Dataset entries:
☆ ☆ ☆
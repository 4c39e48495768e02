//! Ports - traits at the seams of the simulator.
//!
//! Each trait stands for a capability the surrounding console provides
//! (timers, toasts, local storage, confirm dialogs) so the core can run and
//! be tested without any of them.

pub mod clock;
pub mod id_generator;
pub mod notification;
pub mod prompt;
pub mod steps;
pub mod store;

pub use self::clock::{CancelToken, Clock, MIN_INTERVAL, TickCallback};
pub use self::id_generator::{IdGenerator, UlidGenerator};
pub use self::notification::{NotificationSink, NotifyLevel};
pub use self::prompt::ConfirmationPrompt;
pub use self::steps::StepSource;
pub use self::store::KeyValueStore;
☆ ☆ ☆
Your objective:
Please copy the line that holds "can run and" and each line under it through the last line above, exactly as they stand, adding nothing.

Solution to the exercise:
//! (timers, toasts, local storage, confirm dialogs) so the core can run and
//! be tested without any of them.

pub mod clock;
pub mod id_generator;
pub mod notification;
pub mod prompt;
pub mod steps;
pub mod store;

pub use self::clock::{CancelToken, Clock, MIN_INTERVAL, TickCallback};
pub use self::id_generator::{IdGenerator, UlidGenerator};
pub use self::notification::{NotificationSink, NotifyLevel};
pub use self::prompt::ConfirmationPrompt;
pub use self::steps::StepSource;
pub use self::store::KeyValueStore;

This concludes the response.